→ **Task statement**: Scan the records below. Copy every line in which the word "fold" appears.

→ **Input data**:

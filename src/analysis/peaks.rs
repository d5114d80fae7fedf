//! Peak detection over the autocorrelation profile.
//!
//! The detector is a capability behind the [`PeakFinder`] trait so the
//! metrics stage can be exercised against a mocked beat set. The
//! default [`ThresholdPeakFinder`] reports local maxima above a
//! range-normalized threshold, with a minimum index spacing resolved in
//! favour of the higher-amplitude peak.

/// Finds indices of local maxima in a 1-D sequence.
#[cfg_attr(test, mockall::automock)]
pub trait PeakFinder {
    /// Returns peak indices in ascending order.
    ///
    /// `sensitivity` is interpreted as a fraction of the signal's
    /// amplitude range: candidates below
    /// `sensitivity * (max - min) + min` are rejected. No two reported
    /// peaks are closer than `min_spacing` indices. Zero or one peak is
    /// a valid result; callers must not assume a minimum count.
    fn find_peaks(&self, signal: &[f64], sensitivity: f64, min_spacing: usize) -> Vec<usize>;
}

/// Threshold-and-spacing peak detector.
pub struct ThresholdPeakFinder;

impl PeakFinder for ThresholdPeakFinder {
    fn find_peaks(&self, signal: &[f64], sensitivity: f64, min_spacing: usize) -> Vec<usize> {
        if signal.len() < 3 {
            return Vec::new();
        }

        let min = signal.iter().copied().fold(f64::INFINITY, f64::min);
        let max = signal.iter().copied().fold(f64::NEG_INFINITY, f64::max);
        let threshold = sensitivity * (max - min) + min;

        // Interior local maxima above the threshold.
        let mut candidates: Vec<usize> = (1..signal.len() - 1)
            .filter(|&i| {
                signal[i] > signal[i - 1] && signal[i] > signal[i + 1] && signal[i] > threshold
            })
            .collect();

        // Enforce spacing, highest amplitude first.
        candidates.sort_by(|&a, &b| signal[b].partial_cmp(&signal[a]).unwrap());
        let mut kept: Vec<usize> = Vec::with_capacity(candidates.len());
        for candidate in candidates {
            if kept
                .iter()
                .all(|&peak| candidate.abs_diff(peak) >= min_spacing)
            {
                kept.push(candidate);
            }
        }
        kept.sort_unstable();
        kept
    }
}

→ **Exercise output**:
        let min = signal.iter().copied().fold(f64::INFINITY, f64::min);
        let max = signal.iter().copied().fold(f64::NEG_INFINITY, f64::max);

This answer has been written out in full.